UnicodeEncode filter
This page applies to Harlequin v13.1r0 and later; both Harlequin Core and Harlequin MultiRIP.
The implementation of the UnicodeEncode
filter has two required parameters, /From
and /To
, and two optional parameters,/ByteOrderMark
and /Substitute
.
From | string or name (required) | The name of the encoding used for the source data written to the encoding filter. The encoding names are in any form that ICU accepts (so are not case sensitive; spaces and hyphens are ignored). The encoding name can also be |
To | string or name (required) | The name of the encoding for the data output by the encoding filter and are in any form that ICU accepts (so are not case sensitive; spaces and hyphens are ignored). |
ByteOrderMark | Boolean (optional) | An optional parameter, BOMs appearing after the start of input are never removed from the output are always re-encoded (that is, replaced with the substitute character, if specified; the output encoding cannot represent the BOM). |
Substitute | string (optional) | A string containing a single character in the output encoding that is used in the output stream for any input character that is invalidly encoded or cannot be represented by the output encoding. If the string is present but empty, then any input characters that have an invalid encoding or cannot be represented in the output encoding is dropped from the output. If this entry is not specified and the input character is invalidly encoded or not representable in the output encoding, then the filter raises an error. |
The forms that ICU accepts are either IBM-defined encoding names, or aliases. Most of these are direct mappings of other encoding names. So, if you had the full converter set installed, you could do:
1024 string dup
<<
/From /Unicode
/To (Shift-JIS)
/ByteOrderMark false
/Substitute (x)
>> /UnicodeEncode filter dup
(filename) (r) file 1024 string readline pop
writestring flushfile
% Convert the first line of the file from any Unicode encoding to Shift-JIS,
% substituting "x" for unencodable characters, leaving it on the operand stack.
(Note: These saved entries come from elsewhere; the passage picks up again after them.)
//! Worker-side handle to one sharded parameter table.

use std::collections::HashMap;
use std::marker::PhantomData;
use std::sync::{Arc, Mutex};

use crate::client::{AppBlocker, PartitionManager};
use crate::mailbox::{Flag, Key, Message, TableId, ThreadId};
use crate::utils::{ParasyncError, ThreadsafeQueue, Value};

/// Client table used from a single worker thread.
pub struct KvClientTable<V> {
    /// The worker thread owning this handle.
    app_thread: ThreadId,

    model_id: TableId,

    /// Outbound queue of the node.
    send_queue: Arc<ThreadsafeQueue<Message>>,

    partition: Arc<PartitionManager>,

    blocker: Arc<AppBlocker>,

    _value: PhantomData<V>,
}

impl<V: Value> KvClientTable<V> {
    pub fn new(
        app_thread: ThreadId,
        model_id: TableId,
        send_queue: Arc<ThreadsafeQueue<Message>>,
        partition: Arc<PartitionManager>,
        blocker: Arc<AppBlocker>,
    ) -> Self {
        KvClientTable {
            app_thread,
            model_id,
            send_queue,
            partition,
            blocker,
            _value: PhantomData,
        }
    }

    pub fn model_id(&self) -> TableId {
        self.model_id
    }

    /// Sends one `Add` per owning server shard. No reply is expected.
    pub fn add(&self, keys: &[Key], vals: &[V]) -> Result<(), ParasyncError> {
        for (server, (ks, vs)) in self.partition.slice_kvs(keys, vals)? {
            self.send_queue.push(
                Message::new(self.app_thread, server, self.model_id, Flag::Add)
                    .with_data(&ks)
                    .with_data(&vs),
            );
        }
        Ok(())
    }

    /// Fetches values of `keys`, blocking until every shard has replied.
    /// Values come back in input order; duplicate keys repeat their value.
    pub fn get(&self, keys: &[Key]) -> Result<Vec<V>, ParasyncError> {
        if keys.is_empty() {
            return Ok(vec![]);
        }
        let sliced = self.partition.slice_keys(keys)?;

        let merged: Arc<Mutex<HashMap<Key, V>>> =
            Arc::new(Mutex::new(HashMap::with_capacity(keys.len())));
        let done: Arc<Mutex<Option<HashMap<Key, V>>>> =
            Arc::new(Mutex::new(None));

        let recv_merged = merged.clone();
        self.blocker.register_recv_handle(
            self.app_thread,
            self.model_id,
            Box::new(move |msg: &Message| {
                let decoded = msg
                    .get_data::<Key>(0)
                    .and_then(|ks| Ok((ks, msg.get_data::<V>(1)?)));
                match (decoded, recv_merged.lock()) {
                    (Ok((ks, vs)), Ok(mut merged)) => {
                        merged.extend(ks.into_iter().zip(vs));
                    }
                    (Err(e), _) => {
                        pf_error!("bad reply from {}: {}", msg.meta.sender, e)
                    }
                    (_, Err(e)) => pf_error!("merge map poisoned: {}", e),
                }
            }),
        )?;
        let finish_done = done.clone();
        self.blocker.register_recv_finish_handle(
            self.app_thread,
            self.model_id,
            Box::new(move || {
                if let (Ok(mut merged), Ok(mut done)) =
                    (merged.lock(), finish_done.lock())
                {
                    *done = Some(std::mem::take(&mut *merged));
                }
            }),
        )?;

        self.blocker
            .new_request(self.app_thread, self.model_id, sliced.len())?;
        for (server, ks) in sliced {
            self.send_queue.push(
                Message::new(self.app_thread, server, self.model_id, Flag::Get)
                    .with_data(&ks),
            );
        }
        self.blocker.wait_request(self.app_thread, self.model_id)?;

        let merged = done.lock()?.take().ok_or(ParasyncError::msg(format!(
            "get on table {} finished without merged replies",
            self.model_id
        )))?;
        keys.iter()
            .map(|key| {
                merged.get(key).copied().ok_or(ParasyncError::msg(format!(
                    "key {} missing from replies",
                    key
                )))
            })
            .collect()
    }

    /// Sends `Clock` to every server thread of the table, whether or not
    /// this worker touched its shard in the current round.
    pub fn clock(&self) -> Result<(), ParasyncError> {
        for &server in self.partition.server_thread_ids() {
            self.send_queue.push(Message::new(
                self.app_thread,
                server,
                self.model_id,
                Flag::Clock,
            ));
        }
        Ok(())
    }

    /// Convenience for updates given as `(key, value)` pairs.
    pub fn add_pairs(&self, pairs: &[(Key, V)]) -> Result<(), ParasyncError> {
        let (keys, vals): (Vec<Key>, Vec<V>) = pairs.iter().copied().unzip();
        self.add(&keys, &vals)
    }
}

#[cfg(test)]
mod table_tests {
    use super::*;
    use std::thread;

    struct Fixture {
        app: ThreadId,
        send_queue: Arc<ThreadsafeQueue<Message>>,
        blocker: Arc<AppBlocker>,
        table: KvClientTable<f64>,
    }

    fn fixture() -> Result<Fixture, ParasyncError> {
        let app = ThreadId::worker(0, 0);
        let send_queue = Arc::new(ThreadsafeQueue::new());
        let blocker = Arc::new(AppBlocker::new());
        let partition = Arc::new(PartitionManager::new_range(
            vec![ThreadId::server(0, 0), ThreadId::server(1, 0)],
            vec![0..4, 4..10],
        )?);
        let table = KvClientTable::new(
            app,
            3,
            send_queue.clone(),
            partition,
            blocker.clone(),
        );
        Ok(Fixture {
            app,
            send_queue,
            blocker,
            table,
        })
    }

    #[test]
    fn add_sliced_per_shard() -> Result<(), ParasyncError> {
        let f = fixture()?;
        f.table.add(&[6, 3, 5], &[0.5, 1.0, 2.0])?;
        let first = f.send_queue.wait_and_pop()?;
        assert_eq!(first.meta.recver, ThreadId::server(1, 0));
        assert_eq!(first.meta.flag, Flag::Add);
        assert_eq!(first.get_data::<Key>(0)?, vec![6, 5]);
        assert_eq!(first.get_data::<f64>(1)?, vec![0.5, 2.0]);
        let second = f.send_queue.wait_and_pop()?;
        assert_eq!(second.get_data::<Key>(0)?, vec![3]);
        assert!(f.send_queue.is_empty()?);
        assert!(f.table.add(&[11], &[1.0]).is_err());
        Ok(())
    }

    #[test]
    fn clock_hits_every_server() -> Result<(), ParasyncError> {
        let f = fixture()?;
        f.table.clock()?;
        let a = f.send_queue.wait_and_pop()?;
        let b = f.send_queue.wait_and_pop()?;
        assert_eq!(a.meta.flag, Flag::Clock);
        assert_eq!(a.meta.recver, ThreadId::server(0, 0));
        assert_eq!(b.meta.recver, ThreadId::server(1, 0));
        assert_eq!(b.meta.model_id, 3);
        Ok(())
    }

    #[test]
    fn get_in_input_order() -> Result<(), ParasyncError> {
        let f = fixture()?;
        let table = f.table;
        let getter = thread::spawn(move || table.get(&[6, 3, 5, 4, 3]));

        let req_hi = f.send_queue.wait_and_pop()?;
        let req_lo = f.send_queue.wait_and_pop()?;
        assert_eq!(req_hi.get_data::<Key>(0)?, vec![6, 5, 4]);
        assert_eq!(req_lo.get_data::<Key>(0)?, vec![3, 3]);

        // replies arrive in reverse order
        let reply_lo = req_lo
            .reply(Flag::Get)
            .with_data::<Key>(&[3])
            .with_data::<f64>(&[0.1]);
        let reply_hi = req_hi
            .reply(Flag::Get)
            .with_data::<Key>(&[4, 5, 6])
            .with_data::<f64>(&[0.4, 0.2, 0.3]);
        f.blocker.add_response(f.app, 3, &reply_lo)?;
        f.blocker.add_response(f.app, 3, &reply_hi)?;

        let vals = getter.join().unwrap()?;
        assert_eq!(vals, vec![0.3, 0.1, 0.2, 0.4, 0.1]);
        Ok(())
    }

    #[test]
    fn empty_get_returns_immediately() -> Result<(), ParasyncError> {
        let f = fixture()?;
        assert!(f.table.get(&[])?.is_empty());
        f.table.add_pairs(&[])?;
        assert!(f.send_queue.is_empty()?);
        Ok(())
    }
}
To convert from UTF-16 to UTF-8 (both Unicode forms), and ensure that there is a Byte Order Mark, you might do:
1024 string dup
<<
/From /UTF-16
/To /UTF-8
/ByteOrderMark true
>> /UnicodeEncode filter dup
(filename) (r) file 1024 string readline pop
writestring flushfile
Some limitations follow:
- Harlequin RIP SDK does not necessarily include the Unicode conversion base functions that this filter use.
- The converters installed depend on the RIP; OEMs can include new converters of their own by creating a new ICU converter package, and including it in the ICU data bundle.
- Global Graphics has never documented he procedure to add new converters.
- The procedure to add new converters differs between ICU 3.0 (in 7.x RIPs) and ICU 3.4 (in some recent RIPs).